Os seus irmãos mais velhos frequentemente pediam ao pai, Mark Cronin, para controlar o estilo “selvagem” do irmão mais novo. Mas John, simplesmente, ignorou-os.

“Eles não são a polícia da moda”, disse John ao Today. “Eu amo meias coloridas. Elas deixam-me ser eu…”.

O jovem, de Long Island, Estados Unidos, agora com 21 anos, tem síndrome de Down. Quando a graduação do ensino médio chegou, ele começou a considerar o que queria fazer com o seu futuro.

John sabia que queria começar um negócio com o pai, mas não tinha certeza em que tipo de negócio iria apostar. No início, pensou que queria ter uma loja “divertida”, embora não estivesse seguro do que iria vender.

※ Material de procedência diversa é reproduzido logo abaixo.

// SPDX-License-Identifier: GPL-3.0-only
// Shared types for camera backend abstraction

//! Shared types for camera backends

use crate::constants::{IDEAL_HEIGHT, IDEAL_WIDTH};
use serde::{Deserialize, Serialize};
use std::sync::Arc;
use std::time::Instant;

/// Which camera the session prefers
#[derive(Debug, Clone, Copy, PartialEq, Eq, Default, Serialize, Deserialize)]
#[serde(rename_all = "lowercase")]
pub enum FacingMode {
    /// Front-facing camera
    User,
    /// Back camera
    #[default]
    Environment,
}

impl std::fmt::Display for FacingMode {
    fn fmt(&self, f: &mut std::fmt::Formatter<'_>) -> std::fmt::Result {
        match self {
            FacingMode::User => write!(f, "user"),
            FacingMode::Environment => write!(f, "environment"),
        }
    }
}

/// Constraints passed to the platform when a session opens
///
/// Facing and resolution are ideals, not requirements: the platform may hand
/// back a stream from another camera or at another size.
#[derive(Debug, Clone, Copy, PartialEq, Eq, Serialize, Deserialize)]
#[serde(default)]
pub struct CaptureConstraints {
    pub facing: FacingMode,
    pub ideal_width: u32,
    pub ideal_height: u32,
    pub audio: bool,
}

impl Default for CaptureConstraints {
    fn default() -> Self {
        Self {
            facing: FacingMode::Environment,
            ideal_width: IDEAL_WIDTH,
            ideal_height: IDEAL_HEIGHT,
            audio: false,
        }
    }
}

/// Frame dimensions in pixels
#[derive(Debug, Clone, Copy, PartialEq, Eq, Hash)]
pub struct Resolution {
    pub width: u32,
    pub height: u32,
}

impl Resolution {
    pub fn new(width: u32, height: u32) -> Self {
        Self { width, height }
    }

    /// Zero-sized resolutions count as "not reported"
    pub fn is_empty(&self) -> bool {
        self.width == 0 || self.height == 0
    }
}

impl std::fmt::Display for Resolution {
    fn fmt(&self, f: &mut std::fmt::Formatter<'_>) -> std::fmt::Result {
        write!(f, "{}x{}", self.width, self.height)
    }
}

/// A single RGBA frame read from the stream
#[derive(Debug, Clone)]
pub struct CameraFrame {
    pub width: u32,
    pub height: u32,
    /// Tightly packed RGBA, 4 bytes per pixel
    pub data: Arc<[u8]>,
    pub captured_at: Instant,
}

impl CameraFrame {
    /// Check that the buffer holds exactly `width * height` pixels
    pub fn is_complete(&self) -> bool {
        !self.data.is_empty()
            && self.data.len() == self.width as usize * self.height as usize * 4
    }
}

/// Events delivered by a platform recorder, in arrival order
#[derive(Debug, Clone, PartialEq, Eq)]
pub enum RecorderEvent {
    /// An encoded chunk became available
    Data(Vec<u8>),
    /// Finalize signal: no more chunks will follow
    Stopped,
}

/// Result type for backend operations
pub type BackendResult<T> = Result<T, BackendError>;

/// Error types for backend operations
#[derive(Debug, Clone, PartialEq, Eq)]
pub enum BackendError {
    /// The user or the system refused camera access
    PermissionDenied,
    /// No camera device matched the constraints
    DeviceNotFound(String),
    /// The platform has no media capture API
    NotAvailable(String),
    /// Requested recorder format is not supported
    FormatNotSupported(String),
    /// Other errors
    Other(String),
}

impl std::fmt::Display for BackendError {
    fn fmt(&self, f: &mut std::fmt::Formatter<'_>) -> std::fmt::Result {
        match self {
            BackendError::PermissionDenied => write!(f, "Permission denied"),
            BackendError::DeviceNotFound(msg) => write!(f, "Device not found: {}", msg),
            BackendError::NotAvailable(msg) => write!(f, "Backend not available: {}", msg),
            BackendError::FormatNotSupported(msg) => write!(f, "Format not supported: {}", msg),
            BackendError::Other(msg) => write!(f, "Error: {}", msg),
        }
    }
}

impl std::error::Error for BackendError {}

Rapidamente percebeu que poderia transformar o seu amor pelas meias num negócio: “Eu queria fazer algo divertido e criativo”.

Em novembro de 2016, John e Cronin escolheram o nome do negócio, John’s Crazy Socks, e criaram um site e um logótipo.

“Eu encontrei um slogan”, revelou John. “Meias, meias e mais meias”.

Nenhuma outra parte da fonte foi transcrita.